Aunt Lavinia went on to say that originally there had been a statue of John Huggens over the entrance gates but that had to be taken down during the war for fear of it falling on someone during the bombing. Later on the gateway itself had been struck by lightning and had to be restored so these days the main gates were only used occasionally and residents and visitors alike were required to enter via one of the smaller entryways in College Road.

She showed us a photograph of John Huggens sitting in an armchair with eight stern looking women around him which she said had been taken when the first cottages were pronounced ready for occupation. Then she showed us another photo of his funeral procession which had apparently been one of the most impressive ever seen in Northfleet or possibly even Gravesend as well with a hearse drawn by six plumed black horses and a young man in front holding a canopy of ostrich feathers. She told us he was buried in St Botolph’s Churchyard and there had been coach after coach of mourners all dressed in black and that after a month or two a Board of Trustees was appointed to run the College. It was said that the Board were not nearly as efficient as Huggens himself had been and the monthly allowance and allocation of coal soon stopped. By the time we were acquainted with all this information about the rather saintly benefactor it had become totally clear to me that my poor Auntie Queenie would never have been an entirely suitable resident and I felt a twinge of regret because it was clear she would have very much enjoyed living in one of the little houses. My brother and I would have definitely appreciated visiting her and perhaps even learning to play croquet whilst she made tea and chatted with our mother.

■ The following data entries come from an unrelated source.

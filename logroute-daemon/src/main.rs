use std::path::Path;
use std::sync::Arc;
use std::time::Instant;

use anyhow::Result;
use clap::Parser;
use tokio::signal::unix::{SignalKind, signal};

use logroute_core::error::{LogrouteError, SettingsError};
use logroute_core::metrics::{CONF_DEFAULT_FALLBACKS_TOTAL, DAEMON_UPTIME_SECONDS};
use logroute_core::settings::Settings;
use logroute_daemon::cli::DaemonCli;
use logroute_daemon::lock::ProcessLock;
use logroute_daemon::logging;
use logroute_routing::{ConfLoader, RoutingTable, SharedTable};

#[tokio::main]
async fn main() -> Result<()> {
    let cli = DaemonCli::parse();

    // 설정 로드: 파일이 없으면 기본값 + 환경변수로 동작
    let mut settings = match Settings::load(&cli.config).await {
        Ok(settings) => settings,
        Err(LogrouteError::Settings(SettingsError::FileNotFound { path })) => {
            eprintln!("settings file {path} not found, using defaults");
            let mut settings = Settings::default();
            settings.apply_env_overrides();
            settings
        }
        Err(e) => return Err(anyhow::anyhow!("failed to load settings: {e}")),
    };

    // CLI 인자가 최우선
    if let Some(log_level) = cli.log_level {
        settings.general.log_level = log_level;
    }
    if let Some(log_format) = cli.log_format {
        settings.general.log_format = log_format;
    }
    if let Some(pid_file) = cli.pid_file {
        settings.general.pid_file = pid_file;
    }
    if let Some(conf_file) = cli.conf_file {
        settings.routing.conf_file = conf_file;
    }
    settings
        .validate()
        .map_err(|e| anyhow::anyhow!("invalid settings: {e}"))?;

    logging::init_tracing(&settings.general)?;
    logroute_core::metrics::describe_all();

    let conf_file = settings.routing.conf_file.clone();

    // 검증 모드: 라우팅 설정만 점검하고 종료
    if cli.validate {
        let table = ConfLoader::load_file(&conf_file)
            .await
            .map_err(|e| anyhow::anyhow!("configuration invalid: {e}"))?;
        tracing::info!(
            conf_file,
            outputs = table.outputs().len(),
            contexts = table.context_count(),
            rules = table.rule_count(),
            "configuration is valid"
        );
        return Ok(());
    }

    // 프로세스 중복 실행 방지
    let lock = if settings.general.pid_file.is_empty() {
        None
    } else {
        Some(
            ProcessLock::acquire(Path::new(&settings.general.pid_file))
                .map_err(|e| anyhow::anyhow!("failed to acquire process lock: {e}"))?,
        )
    };

    // 최초 로드: 실패하면 내장 기본 테이블로 폴백
    let table = match ConfLoader::load_file(&conf_file).await {
        Ok(table) => table,
        Err(e) => {
            tracing::warn!(
                conf_file,
                error = %e,
                "initial configuration load failed, falling back to default table"
            );
            metrics::counter!(CONF_DEFAULT_FALLBACKS_TOTAL).increment(1);
            RoutingTable::default_table()
        }
    };
    let shared = Arc::new(SharedTable::new(table));

    let started = Instant::now();
    tracing::info!(conf_file, "logroute-daemon running");

    let mut sighup = signal(SignalKind::hangup())?;
    let mut sigterm = signal(SignalKind::terminate())?;
    let mut uptime_tick = tokio::time::interval(std::time::Duration::from_secs(60));

    loop {
        tokio::select! {
            _ = tokio::signal::ctrl_c() => break,
            _ = sigterm.recv() => break,
            _ = sighup.recv() => {
                tracing::info!(conf_file, "reload signal received");
                match ConfLoader::load_file(&conf_file).await {
                    Ok(table) => {
                        shared.publish(table);
                        tracing::info!("routing table reloaded");
                    }
                    Err(e) => {
                        // 실패한 로드는 현재 테이블을 건드리지 않음
                        tracing::error!(error = %e, "reload failed, keeping current table");
                    }
                }
            }
            _ = uptime_tick.tick() => {
                metrics::gauge!(DAEMON_UPTIME_SECONDS).set(started.elapsed().as_secs_f64());
            }
        }
    }

    tracing::info!("shutdown signal received");
    if let Some(lock) = lock {
        lock.release();
    }
    tracing::info!("logroute-daemon shut down");
    Ok(())
}
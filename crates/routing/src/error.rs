//! 라우팅 설정 도메인 에러 타입
//!
//! [`ConfError`]는 설정 파일 로딩 과정에서 발생하는 모든 에러를 표현합니다.
//! `From<ConfError> for LogrouteError` 변환이 구현되어 있어
//! 상위 레이어에서 `?` 연산자로 자연스럽게 전파할 수 있습니다.
//!
//! 범위를 벗어난 크기/회전 수는 에러가 아니라 경고 후 클램핑 대상이므로
//! 이 타입에 변형이 없습니다 (해당 로직은 `output` 모듈 참조).

use logroute_core::error::{LogrouteError, TableError};

/// 라우팅 설정 도메인 에러
///
/// 모든 변형은 문제가 된 그룹/키/값을 함께 담아, 사용자가 설정 파일의
/// 해당 줄을 바로 찾을 수 있도록 합니다.
#[derive(Debug, thiserror::Error)]
pub enum ConfError {
    /// 필터 표현식 또는 값 구문 오류
    #[error("syntax error in [{group}] {key}: {reason}")]
    Syntax {
        /// 그룹 이름
        group: String,
        /// 키 이름
        key: String,
        /// 오류 사유
        reason: String,
    },

    /// 정의되지 않은 출력 참조
    #[error("unknown output '{name}' referenced in [{group}] {key}")]
    Reference {
        /// 그룹 이름
        group: String,
        /// 키 이름
        key: String,
        /// 참조된 출력 이름
        name: String,
    },

    /// 레지스트리 용량 초과
    #[error("too many {what} definitions (max: {max})")]
    Capacity {
        /// 초과한 대상 (outputs 등)
        what: &'static str,
        /// 허용 최대 개수
        max: usize,
    },

    /// 구조 불변식 위반 (첫 출력/첫 컨텍스트 이름)
    #[error("expected {expected} definition, found '{found}'")]
    Structural {
        /// 기대한 이름
        expected: &'static str,
        /// 실제 이름
        found: String,
    },

    /// 필수 키 누락
    #[error("[{group}] missing required key '{key}'")]
    MissingKey {
        /// 그룹 이름
        group: String,
        /// 키 이름
        key: String,
    },

    /// 유효하지 않은 이름 (길이 초과, 빈 이름 등)
    #[error("invalid name '{name}': {reason}")]
    InvalidName {
        /// 문제가 된 이름
        name: String,
        /// 사유
        reason: String,
    },

    /// 설정 파일 형식 오류 (그룹 밖의 키, `=` 누락 등)
    #[error("key file error at line {line}: {reason}")]
    KeyFile {
        /// 1부터 시작하는 줄 번호
        line: usize,
        /// 오류 사유
        reason: String,
    },

    /// I/O 에러
    #[error("io error: {0}")]
    Io(#[from] std::io::Error),
}

impl From<ConfError> for LogrouteError {
    fn from(err: ConfError) -> Self {
        LogrouteError::Table(TableError::LoadFailed(err.to_string()))
    }
}
//! Logging initialization for logroute-daemon.
//!
//! Configures `tracing-subscriber` from the `[general]` section of
//! `Settings`: the level feeds an `EnvFilter` (overridable via `RUST_LOG`)
//! and the format selects JSON lines or human-readable pretty output.

use anyhow::{Result, anyhow};
use tracing_subscriber::EnvFilter;
use tracing_subscriber::layer::SubscriberExt;
use tracing_subscriber::util::SubscriberInitExt;

use logroute_core::settings::GeneralSettings;

/// Initialize the global tracing subscriber.
///
/// Must be called exactly once, before any tracing macros are used.
/// `RUST_LOG` takes precedence over the configured log level.
pub fn init_tracing(general: &GeneralSettings) -> Result<()> {
    let filter = EnvFilter::try_from_default_env()
        .unwrap_or_else(|_| EnvFilter::new(&general.log_level));
    let registry = tracing_subscriber::registry().with(filter);

    let init_result = match general.log_format.as_str() {
        "json" => registry
            .with(tracing_subscriber::fmt::layer().json())
            .try_init(),
        "pretty" => registry
            .with(tracing_subscriber::fmt::layer().pretty())
            .try_init(),
        other => {
            return Err(anyhow!(
                "unknown log format '{other}', expected 'json' or 'pretty'"
            ));
        }
    };

    init_result.map_err(|e| anyhow!("failed to initialize tracing subscriber: {e}"))
}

More than a decade later when attending the first wedding of my young brother I learned from one of the guests that the pretty little almshouses had been rather unwisely built from Kentish Ragstone which was said not to have weathered well but the speaker obviously found that hard to believe saying that it had been used locally for over a thousand years and in fact was the hardest rock in the county. After all neither local churches nor Leeds Castle were in danger of disintegrating were they? It was his belief, the guest said, that there was Much More To It than simple wear and tear of Ragstone. And of course he may well have been right. Nevertheless by 1966 Huggens original College had been largely torn down and a new, smaller complex built in its place with the promise of a brand new chapel but no sign whatsoever of a croquet lawn.

Apparently ten acres of the formerly pristine grounds had been sold to the local council who built flats for pensioners there and named the venture The Wallis Park Estate. In 1969 my mother moved into one of them and with memories of the Huggens College Almshouse still fresh in memory, was excited to do so, leaving 28 York Road behind her without a backward glance. Sadly the move was not a happy one with the delinquent behaviour and vandalism of bored local teenagers almost impossible to put up with. She was more than happy to move on to Pickwick House on the Painters Ash Estate.

At the time I could quite understand the ease with which she left Northfleet. When I had visited her at Wallis Park I found the rapid local changes made it almost impossible to recognize the area as the environs of the old High Street that I had known so well as a child. College Road, Samaritan Grove and Hive Lane all seem to have evaporated along with the myriad of familiar shops and businesses. The last vestige of bygone days was a block of flats called Rayners Court which presumably had been named in honour of the local family of Rayners who had run the hardware store with such fortitude and determination for so many years. It always seemed a great pity to me that the Kentish Ragstone so favoured by John Huggens had weathered quite as badly as it did.